Your response should contain each line of the data that includes "CalculationRequest".

Stored items
--- START ---
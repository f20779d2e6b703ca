use console::{style, Term};

const FRAME: &str = "⠋";

/// In-progress line on stderr, shown only when stderr is a terminal.
///
/// The line is erased when the indicator is dropped, so it is gone before the
/// caller prints either a result or an error.
pub struct Progress {
    term: Term,
    visible: bool,
}

impl Progress {
    pub fn start(message: &str) -> Self {
        let term = Term::stderr();
        let visible = term.is_term()
            && term
                .write_str(&format!("{} {}", style(FRAME).cyan(), message))
                .is_ok();
        Self { term, visible }
    }
}

impl Drop for Progress {
    fn drop(&mut self) {
        if self.visible {
            let _ = self.term.clear_line();
        }
    }
}

pub fn with_progress<T, E>(message: &str, f: impl FnOnce() -> Result<T, E>) -> Result<T, E> {
    let progress = Progress::start(message);
    let result = f();
    drop(progress);
    result
}
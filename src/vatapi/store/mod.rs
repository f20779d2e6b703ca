//! # Configuration Store
//!
//! The [`ConfigStore`] trait abstracts where the `vatapi-cli` profile lives, so
//! commands can be exercised without touching the filesystem.
//!
//! ## Implementations
//!
//! - [`fs::FileConfigStore`]: Production store, a `config.json` file in the
//!   platform configuration directory.
//! - [`memory::InMemoryConfigStore`]: In-memory store for testing.
//!
//! The profile holds a single key, `apiKey`, defaulting to the empty string.
//! An empty key means the CLI is not configured.

use crate::config::{ConfigKey, VatApiConfig};
use crate::error::Result;

pub mod fs;
pub mod memory;

pub trait ConfigStore {
    /// Current value for `key`, or the default (empty string) if unset.
    fn get(&self, key: ConfigKey) -> String;

    /// Persist `value` under `key`.
    fn set(&mut self, key: ConfigKey, value: &str) -> Result<()>;

    /// Reset every key to its default.
    fn clear(&mut self) -> Result<()>;

    /// Snapshot of the whole profile.
    fn all(&self) -> VatApiConfig;

    fn is_configured(&self) -> bool {
        !self.get(ConfigKey::ApiKey).is_empty()
    }
}
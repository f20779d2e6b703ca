use crate::commands::{CmdMessage, CmdResult, Payload};
use crate::config::ConfigKey;
use crate::error::{Result, VatApiError};
use crate::store::ConfigStore;

#[derive(Debug, Clone)]
pub enum ConfigAction {
    Show,
    Set(ConfigKey, Option<String>),
    Clear,
}

pub fn run<S: ConfigStore>(store: &mut S, action: ConfigAction) -> Result<CmdResult> {
    match action {
        ConfigAction::Show => Ok(CmdResult::default().with_payload(Payload::Config(store.all()))),
        ConfigAction::Set(key, value) => {
            let value = value.filter(|v| !v.is_empty()).ok_or_else(|| {
                VatApiError::Usage("No options provided. Use --api-key".to_string())
            })?;
            store.set(key, &value)?;
            let mut result = CmdResult::default();
            result.add_message(CmdMessage::success(match key {
                ConfigKey::ApiKey => "API key set",
            }));
            Ok(result)
        }
        ConfigAction::Clear => {
            store.clear()?;
            let mut result = CmdResult::default();
            result.add_message(CmdMessage::success("Configuration cleared"));
            Ok(result)
        }
    }
}
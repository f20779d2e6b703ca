use super::helpers::{project, require_configured};
use crate::commands::{CmdResult, Payload};
use crate::error::Result;
use crate::model::rate_rows;
use crate::service::VatService;
use crate::store::ConfigStore;

pub fn country<S: ConfigStore, V: VatService>(
    store: &S,
    service: &V,
    country_code: &str,
) -> Result<CmdResult> {
    require_configured(store)?;
    let raw = service.country_rates(country_code)?;
    let result = project(&raw);

    Ok(CmdResult::default()
        .with_payload(Payload::CountryRates {
            country_code: country_code.to_string(),
            result,
        })
        .with_raw(raw))
}

pub fn all<S: ConfigStore, V: VatService>(store: &S, service: &V) -> Result<CmdResult> {
    require_configured(store)?;
    let raw = service.all_country_rates()?;
    let rows = rate_rows(&raw);

    Ok(CmdResult::default()
        .with_payload(Payload::AllRates(rows))
        .with_raw(raw))
}
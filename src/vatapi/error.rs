use thiserror::Error;

#[derive(Error, Debug)]
pub enum VatApiError {
    #[error("Authentication failed. Check your API key: vatapi config set --api-key <key>")]
    Authentication,

    #[error("Access forbidden. Check your API permissions.")]
    Authorization,

    #[error("Resource not found.")]
    NotFound,

    #[error("Rate limit exceeded. Please wait before retrying.")]
    RateLimit,

    #[error("API Error ({status}): {message}")]
    Api { status: u16, message: String },

    #[error("No response from VAT API. Check your internet connection.")]
    Connectivity,

    #[error("VAT API key not configured.")]
    NotConfigured,

    #[error("{0}")]
    Usage(String),

    #[error("Unexpected response from VAT API: {0}")]
    UnexpectedResponse(String),

    #[error("Invalid API key: {0}")]
    InvalidApiKey(#[from] reqwest::header::InvalidHeaderValue),

    #[error(transparent)]
    Http(#[from] reqwest::Error),

    #[error("IO error: {0}")]
    Io(#[from] std::io::Error),

    #[error("Serialization error: {0}")]
    Serialization(#[from] serde_json::Error),

    #[error("Could not determine the configuration directory")]
    ConfigDir,
}

pub type Result<T> = std::result::Result<T, VatApiError>;
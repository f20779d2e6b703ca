use super::helpers::{project, require_configured};
use crate::commands::{CmdResult, Payload};
use crate::error::Result;
use crate::service::VatService;
use crate::store::ConfigStore;

pub fn validate<S: ConfigStore, V: VatService>(
    store: &S,
    service: &V,
    vat_number: &str,
) -> Result<CmdResult> {
    require_configured(store)?;
    let raw = service.validate_vat_number(vat_number)?;
    let result = project(&raw);

    Ok(CmdResult::default()
        .with_payload(Payload::Validation {
            vat_number: vat_number.to_string(),
            result,
        })
        .with_raw(raw))
}
//! # CLI Layer
//!
//! The CLI is the only place that knows about terminal I/O. It:
//!
//! 1. Parses arguments via clap
//! 2. Builds the `AppContext` (store, service, API) from the persisted profile
//! 3. Calls the matching `VatApi` method, wrapped in the progress indicator
//!    when it may reach the network
//! 4. Prints the result as JSON, a report or a table
//!
//! Errors are returned to `main`, which prints them and sets the exit code.

use super::logging;
use super::print::{print_lines, print_messages};
use super::progress::with_progress;
use super::render::{
    render_calculation, render_config, render_country_rates, render_ip_lookup, render_json,
    render_table, render_validation, RATE_COLUMNS,
};
use super::setup::{
    CalculateCommands, Cli, Commands, ConfigCommands, IpCommands, RatesCommands, VatCommands,
};
use clap::{CommandFactory, Parser};
use vatapi::api::{CmdResult, Payload, VatApi};
use vatapi::config;
use vatapi::error::Result;
use vatapi::service::http::HttpVatService;
use vatapi::service::CalculationRequest;
use vatapi::store::fs::FileConfigStore;
use vatapi::store::ConfigStore;

struct AppContext {
    api: VatApi<FileConfigStore, HttpVatService>,
}

pub fn run() -> Result<()> {
    let cli = Cli::parse();
    logging::init(cli.verbose);

    let Some(command) = cli.command else {
        Cli::command().print_help()?;
        println!();
        return Ok(());
    };

    let rewrites_profile = matches!(
        command,
        Commands::Config {
            command: ConfigCommands::Set { .. } | ConfigCommands::Clear
        }
    );
    let mut ctx = init_context(rewrites_profile)?;

    match command {
        Commands::Config { command } => match command {
            ConfigCommands::Set { api_key } => handle_config_set(&mut ctx, api_key),
            ConfigCommands::Show => handle_config_show(&mut ctx),
            ConfigCommands::Clear => handle_config_clear(&mut ctx),
        },
        Commands::Vat { command } => match command {
            VatCommands::Validate { vat_number, json } => {
                handle_validate(&ctx, &vat_number, json)
            }
        },
        Commands::Rates { command } => match command {
            RatesCommands::Country { country_code, json } => {
                handle_country_rates(&ctx, &country_code, json)
            }
            RatesCommands::All { json } => handle_all_rates(&ctx, json),
        },
        Commands::Ip { command } => match command {
            IpCommands::Lookup { ip_address, json } => {
                handle_ip_lookup(&ctx, ip_address.as_deref(), json)
            }
        },
        Commands::Calculate { command } => match command {
            CalculateCommands::Vat {
                country,
                price,
                rate,
                json,
            } => {
                let request = CalculationRequest {
                    country_code: country,
                    price,
                    vat_rate: rate,
                };
                handle_calculate(&ctx, &request, json)
            }
        },
    }
}

/// Loads the profile once and hands its snapshot to the service client.
/// Commands that rewrite the profile tolerate one that does not parse.
fn init_context(rewrites_profile: bool) -> Result<AppContext> {
    let dir = config::config_dir()?;
    let store = if rewrites_profile {
        FileConfigStore::open_for_write(dir)?
    } else {
        FileConfigStore::open(dir)?
    };
    let service = HttpVatService::new(config::base_url(), &store.all());

    Ok(AppContext {
        api: VatApi::new(store, service),
    })
}

fn handle_config_set(ctx: &mut AppContext, api_key: Option<String>) -> Result<()> {
    let result = ctx.api.set_api_key(api_key)?;
    emit(&result, false)
}

fn handle_config_show(ctx: &mut AppContext) -> Result<()> {
    let result = ctx.api.show_config()?;
    emit(&result, false)
}

fn handle_config_clear(ctx: &mut AppContext) -> Result<()> {
    let result = ctx.api.clear_config()?;
    emit(&result, false)
}

fn handle_validate(ctx: &AppContext, vat_number: &str, json: bool) -> Result<()> {
    let result = with_progress(&format!("Validating VAT number {}...", vat_number), || {
        ctx.api.validate_vat_number(vat_number)
    })?;
    emit(&result, json)
}

fn handle_country_rates(ctx: &AppContext, country_code: &str, json: bool) -> Result<()> {
    let result = with_progress(&format!("Fetching rates for {}...", country_code), || {
        ctx.api.country_rates(country_code)
    })?;
    emit(&result, json)
}

fn handle_all_rates(ctx: &AppContext, json: bool) -> Result<()> {
    let result = with_progress("Fetching all country rates...", || {
        ctx.api.all_country_rates()
    })?;
    emit(&result, json)
}

fn handle_ip_lookup(ctx: &AppContext, ip_address: Option<&str>, json: bool) -> Result<()> {
    let result = with_progress("Looking up VAT rates by IP...", || {
        ctx.api.rates_by_ip(ip_address)
    })?;
    emit(&result, json)
}

fn handle_calculate(ctx: &AppContext, request: &CalculationRequest, json: bool) -> Result<()> {
    let result = with_progress("Calculating VAT...", || ctx.api.calculate_vat(request))?;
    emit(&result, json)
}

/// Writes a command result: raw JSON when asked for (or when the response has
/// no displayable shape), otherwise the rendered report or table.
fn emit(result: &CmdResult, json: bool) -> Result<()> {
    if json {
        if let Some(raw) = &result.raw {
            println!("{}", render_json(raw)?);
            return Ok(());
        }
    }

    match &result.payload {
        Some(Payload::Validation { vat_number, result }) => {
            print_lines(&render_validation(vat_number, result))
        }
        Some(Payload::CountryRates {
            country_code,
            result,
        }) => print_lines(&render_country_rates(country_code, result)),
        Some(Payload::AllRates(Some(rows))) => print_lines(&render_table(rows, &RATE_COLUMNS)),
        Some(Payload::AllRates(None)) => {
            if let Some(raw) = &result.raw {
                println!("{}", render_json(raw)?);
            }
        }
        Some(Payload::IpLookup { ip_address, result }) => {
            print_lines(&render_ip_lookup(ip_address.as_deref(), result))
        }
        Some(Payload::Calculation { price, result }) => {
            print_lines(&render_calculation(price, result))
        }
        Some(Payload::Config(config)) => print_lines(&render_config(config)),
        None => {}
    }

    print_messages(&result.messages);
    Ok(())
}
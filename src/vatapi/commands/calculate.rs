use super::helpers::{project, require_configured};
use crate::commands::{CmdResult, Payload};
use crate::error::{Result, VatApiError};
use crate::service::{CalculationRequest, VatService};
use crate::store::ConfigStore;

pub fn vat<S: ConfigStore, V: VatService>(
    store: &S,
    service: &V,
    request: &CalculationRequest,
) -> Result<CmdResult> {
    require_configured(store)?;
    if !request.has_price() {
        return Err(VatApiError::Usage("--price is required".to_string()));
    }

    let raw = service.calculate_vat(request)?;
    let result = project(&raw);

    Ok(CmdResult::default()
        .with_payload(Payload::Calculation {
            price: request.price.clone().unwrap_or_default(),
            result,
        })
        .with_raw(raw))
}
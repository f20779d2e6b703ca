use crate::error::{Result, VatApiError};
use directories::ProjectDirs;
use serde::{Deserialize, Serialize};
use std::fmt;
use std::fs;
use std::path::{Path, PathBuf};

const CONFIG_FILENAME: &str = "config.json";

/// Name of the configuration profile on disk.
pub const PROFILE_NAME: &str = "vatapi-cli";

pub const DEFAULT_BASE_URL: &str = "https://vatapi.com/v1";

/// Overrides the directory holding `config.json`.
pub const CONFIG_DIR_ENV: &str = "VATAPI_CONFIG_DIR";

/// Overrides the service base URL (e.g. to point at a local mock server).
pub const BASE_URL_ENV: &str = "VATAPI_BASE_URL";

/// Keys understood by the configuration profile.
#[derive(Debug, Clone, Copy, PartialEq, Eq)]
pub enum ConfigKey {
    ApiKey,
}

impl ConfigKey {
    pub fn as_str(&self) -> &'static str {
        match self {
            ConfigKey::ApiKey => "apiKey",
        }
    }
}

impl fmt::Display for ConfigKey {
    fn fmt(&self, f: &mut fmt::Formatter<'_>) -> fmt::Result {
        f.write_str(self.as_str())
    }
}

/// Configuration for vatapi, stored in `<config dir>/config.json`
#[derive(Debug, Clone, Default, Serialize, Deserialize, PartialEq, Eq)]
pub struct VatApiConfig {
    /// Secret sent as the `apikey` header. Empty means "not configured".
    #[serde(rename = "apiKey", default)]
    pub api_key: String,
}

impl VatApiConfig {
    /// Load config from the given directory, or return defaults if not found
    pub fn load<P: AsRef<Path>>(config_dir: P) -> Result<Self> {
        let config_path = config_dir.as_ref().join(CONFIG_FILENAME);

        if !config_path.exists() {
            return Ok(Self::default());
        }

        let content = fs::read_to_string(&config_path)?;
        let config: VatApiConfig = serde_json::from_str(&content)?;
        Ok(config)
    }

    /// Save config to the given directory
    pub fn save<P: AsRef<Path>>(&self, config_dir: P) -> Result<()> {
        let config_dir = config_dir.as_ref();

        if !config_dir.exists() {
            fs::create_dir_all(config_dir)?;
        }

        let config_path = config_dir.join(CONFIG_FILENAME);
        let content = serde_json::to_string_pretty(self)?;
        fs::write(config_path, content)?;
        Ok(())
    }

    pub fn get(&self, key: ConfigKey) -> &str {
        match key {
            ConfigKey::ApiKey => &self.api_key,
        }
    }

    pub fn set(&mut self, key: ConfigKey, value: &str) {
        match key {
            ConfigKey::ApiKey => self.api_key = value.to_string(),
        }
    }

    pub fn is_configured(&self) -> bool {
        !self.api_key.is_empty()
    }

    /// The API key with everything but the last four characters hidden.
    pub fn masked_api_key(&self) -> Option<String> {
        if self.api_key.is_empty() {
            return None;
        }
        let chars: Vec<char> = self.api_key.chars().collect();
        let tail: String = chars[chars.len().saturating_sub(4)..].iter().collect();
        Some(format!("{}{}", "*".repeat(8), tail))
    }
}

/// Resolves the directory holding the configuration profile.
pub fn config_dir() -> Result<PathBuf> {
    if let Some(dir) = std::env::var_os(CONFIG_DIR_ENV).filter(|d| !d.is_empty()) {
        return Ok(PathBuf::from(dir));
    }
    ProjectDirs::from("com", "vatapi", PROFILE_NAME)
        .map(|dirs| dirs.config_dir().to_path_buf())
        .ok_or(VatApiError::ConfigDir)
}

pub fn base_url() -> String {
    std::env::var(BASE_URL_ENV)
        .ok()
        .filter(|url| !url.is_empty())
        .unwrap_or_else(|| DEFAULT_BASE_URL.to_string())
}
--- END ---
**EXERCISE OUTPUT**
use vatapi::service::CalculationRequest;
                let request = CalculationRequest {
fn handle_calculate(ctx: &AppContext, request: &CalculationRequest, json: bool) -> Result<()> {
use crate::service::{CalculationRequest, VatService};
    request: &CalculationRequest,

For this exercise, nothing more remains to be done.